Вопросы сыпались, и, казалось, никого не интересуют мои ответы. Вся эта говорливая братия дорвалась до возможности высказаться. Каждый (вернее, каждая, женщин было значительно больше) выкрикивал(а) название газеты, которую он(а) представляет. Иван Михайлович старательно переводил. Я молчал, вставить слово у меня возможности не было. Да их, корреспондентов, кажется, мои ответы и не интересовали.

Наконец, выхватив один вопрос, его задала сильно декольтированная селёдка, я попытался ответить.
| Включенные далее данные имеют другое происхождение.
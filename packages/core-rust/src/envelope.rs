//! Request and response envelopes carried in message bodies.
//!
//! Bodies are UTF-8 JSON. A request is `{"action": <name>, "data": <payload>}`;
//! a response is `{"ok": <bool>, "data"?: <payload>, "error"?: <message>}`.
//!
//! One-way event producers historically sent a flat object discriminated by
//! `type` (`{"type": "send_otp", "email": ...}`). [`RequestEnvelope::decode`]
//! accepts that form too, lifting `type` into `action` and the remaining fields
//! into `data`. Encoding always produces the `{action, data}` form.

use serde::{Deserialize, Serialize};
use serde_json::{Map, Value};

/// Errors from decoding a message body into an envelope.
#[derive(Debug, thiserror::Error)]
pub enum EnvelopeError {
    #[error("invalid JSON body: {0}")]
    Json(#[from] serde_json::Error),
    #[error("envelope must be a JSON object")]
    NotAnObject,
    #[error("envelope has neither an `action` nor a `type` field")]
    MissingDiscriminator,
    #[error("envelope field `{field}` must be a string")]
    InvalidDiscriminator { field: &'static str },
}

impl EnvelopeError {
    /// `true` when the body was not JSON at all, as opposed to JSON of the
    /// wrong shape.
    #[must_use]
    pub fn is_invalid_json(&self) -> bool {
        matches!(self, Self::Json(_))
    }
}

// ---------------------------------------------------------------------------
// RequestEnvelope
// ---------------------------------------------------------------------------

/// Body of a request message: which action to run and with what payload.
#[derive(Debug, Clone, PartialEq, Serialize, Deserialize)]
pub struct RequestEnvelope {
    pub action: String,
    #[serde(default)]
    pub data: Value,
}

impl RequestEnvelope {
    /// Creates an envelope for `action` carrying `data`.
    #[must_use]
    pub fn new(action: impl Into<String>, data: Value) -> Self {
        Self {
            action: action.into(),
            data,
        }
    }

    /// Decodes a request body, accepting both the `action` and the legacy
    /// flat `type` form.
    ///
    /// A missing `data` field decodes as `null`. When both discriminators are
    /// present, `action` wins and `type` is left inside `data` untouched.
    ///
    /// # Errors
    ///
    /// Returns an [`EnvelopeError`] if the body is not JSON, not an object, or
    /// carries no string discriminator.
    pub fn decode(body: &[u8]) -> Result<Self, EnvelopeError> {
        let Value::Object(mut fields) = serde_json::from_slice::<Value>(body)? else {
            return Err(EnvelopeError::NotAnObject);
        };

        match fields.remove("action") {
            Some(Value::String(action)) => {
                let data = fields.remove("data").unwrap_or(Value::Null);
                Ok(Self { action, data })
            }
            Some(_) => Err(EnvelopeError::InvalidDiscriminator { field: "action" }),
            None => Self::decode_flat(fields),
        }
    }

    fn decode_flat(mut fields: Map<String, Value>) -> Result<Self, EnvelopeError> {
        match fields.remove("type") {
            Some(Value::String(action)) => {
                tracing::trace!(action = %action, "decoded flat `type` envelope");
                Ok(Self {
                    action,
                    data: Value::Object(fields),
                })
            }
            Some(_) => Err(EnvelopeError::InvalidDiscriminator { field: "type" }),
            None => Err(EnvelopeError::MissingDiscriminator),
        }
    }

    /// Encodes the envelope as a JSON body.
    ///
    /// # Errors
    ///
    /// Returns an error if `data` contains a value JSON cannot represent.
    pub fn encode(&self) -> serde_json::Result<Vec<u8>> {
        serde_json::to_vec(self)
    }
}

// ---------------------------------------------------------------------------
// ResponseEnvelope
// ---------------------------------------------------------------------------

/// Body of a reply message.
#[derive(Debug, Clone, PartialEq, Serialize, Deserialize)]
pub struct ResponseEnvelope {
    pub ok: bool,
    #[serde(skip_serializing_if = "Option::is_none", default)]
    pub data: Option<Value>,
    #[serde(skip_serializing_if = "Option::is_none", default)]
    pub error: Option<String>,
}

impl ResponseEnvelope {
    /// A successful reply carrying the handler's result.
    #[must_use]
    pub fn success(data: Value) -> Self {
        Self {
            ok: true,
            data: Some(data),
            error: None,
        }
    }

    /// A failed reply carrying an error message.
    #[must_use]
    pub fn failure(error: impl Into<String>) -> Self {
        Self {
            ok: false,
            data: None,
            error: Some(error.into()),
        }
    }

    /// Decodes a reply body.
    ///
    /// # Errors
    ///
    /// Returns an [`EnvelopeError`] if the body is not valid JSON or lacks the
    /// `ok` flag.
    pub fn decode(body: &[u8]) -> Result<Self, EnvelopeError> {
        Ok(serde_json::from_slice(body)?)
    }

    /// Encodes the envelope as a JSON body.
    ///
    /// # Errors
    ///
    /// Returns an error if `data` contains a value JSON cannot represent.
    pub fn encode(&self) -> serde_json::Result<Vec<u8>> {
        serde_json::to_vec(self)
    }

    /// Converts the reply into the handler's result or its error message.
    ///
    /// # Errors
    ///
    /// Returns the remote error message when `ok` is false.
    pub fn into_result(self) -> Result<Value, String> {
        if self.ok {
            Ok(self.data.unwrap_or(Value::Null))
        } else {
            Err(self
                .error
                .unwrap_or_else(|| "RPC returned error".to_string()))
        }
    }
}

// ---------------------------------------------------------------------------
// Tests
// ---------------------------------------------------------------------------
//! Error types for broker transport and RPC calls.

use courier_core::{CorrelationId, EnvelopeError};

/// Transport-level failures reported by a [`Broker`](crate::broker::Broker).
#[derive(Debug, thiserror::Error)]
pub enum BrokerError {
    #[error("AMQP error: {0}")]
    Amqp(#[from] lapin::Error),
    #[error("broker unreachable: {0}")]
    Unreachable(String),
    #[error("publish to `{queue}` was rejected by the broker")]
    Nacked { queue: String },
    #[error("queue not found: {0}")]
    QueueNotFound(String),
    #[error("unknown delivery tag: {0}")]
    UnknownDeliveryTag(u64),
    #[error("channel closed")]
    ChannelClosed,
}

/// Caller-visible failures of an RPC call.
#[derive(Debug, thiserror::Error)]
pub enum RpcError {
    #[error("broker error: {0}")]
    Broker(#[from] BrokerError),
    #[error("failed to encode request: {0}")]
    Encode(#[from] serde_json::Error),
    #[error("invalid reply: {0}")]
    Parse(#[from] EnvelopeError),
    #[error("RPC timeout after {timeout_ms}ms on queue {queue}")]
    Timeout { queue: String, timeout_ms: u64 },
    /// The remote handler replied with `ok: false`.
    #[error("{0}")]
    Remote(String),
    #[error("correlation id already in flight: {0}")]
    DuplicateCorrelation(CorrelationId),
    #[error("pending call was dropped before completion")]
    Cancelled,
}

impl RpcError {
    /// Short label used for metrics and log fields.
    #[must_use]
    pub fn kind(&self) -> &'static str {
        match self {
            Self::Broker(_) => "broker",
            Self::Encode(_) => "encode",
            Self::Parse(_) => "parse",
            Self::Timeout { .. } => "timeout",
            Self::Remote(_) => "remote",
            Self::DuplicateCorrelation(_) => "duplicate",
            Self::Cancelled => "cancelled",
        }
    }
}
Удивительное дело: как только я раскрыл рот и подал голос, все разом умолкли и схватились за блокноты, многие вытянули в мою сторону руки с зажатыми в них диктофонами.

– Вы спрашиваете, не жалею ли я, что переехал в Израиль. Во-первых, я не переехал, я репатриировался…

Иван Михайлович переводит синхронно, вплотную к каждому произнесённому мною слову.

– В СССР я жил в коммунальной квартире, в маленькой комнатке, мои соседи были пьяницы и антисемиты.

«Пьяниццо и антисемитто,» – слышу я себя. Кажется, я стал произносить русские слова на итальянский лад.

– Я много ездил – по работе. Жил в комфортабельных гостиницах, ел в дорогих ресторанах. Мне было приятно, уютно – неделю, вторую… третью.

Понимающе кивают.

– Потом начинало тянуть в мою маленькую, мою тесную, мою коммунальную комнатку. Потому что там жила моя семья – моя жена, мои дети. Это был мой дом, моя родина, моё отечество.

Кивают.

– Израиль – это мой дом, моя маленькая комната в большой коммунальной квартире.

– О-о!

– Как бы хорошо мне ни было в дорогих гостиницах и ресторанах, через неделю, другую, третью меня всё равно начинает тянуть домой.

Иван Михайлович переводит, журналисты записывают. Потом все разом вскакивают и, толпясь в узких проходах и в двери, спешат к выходу. Про меня сразу забыли.

Тем же вечером в газетах замелькали мои фотографии. Большими буквами, жирным шрифтом цитировали мой ответ – единственный, ни на какой другой вопрос я ответить не успел. Мой пафосный монолог пришёлся журналистам, очевидно, по вкусу, стал сенсацией. Газеты называли меня «синьóрэ индженéрэ», подробно и красочно описывали мою биографию, перепечатанную из «пресс-релиза», розданного корреспондентам синьорой Гароши.

– Я хочу вас представить Альберто Моравия, – торопливо проговорила пани Ирена, не поворачивая ко мне головы, она вела машину. – Я с ним хорошо знакома, он еврей, мы соседи, я с ним договорюсь.

Альберто Моравия! – глоток воздуха застрял у меня в горле.

––––о––––

(Продолжение следует)

6 комментариев для “Жаркое лето 1972-го

  1. И я,
    и я,
    и я —
    так счастлива,
    Илья!-:)

    Жду — про Моравия!
    Удачи!
    И спасибо!!!

  2. Дорогой Илья, читаю взахлеб текст по ссылке, спасибо огромное!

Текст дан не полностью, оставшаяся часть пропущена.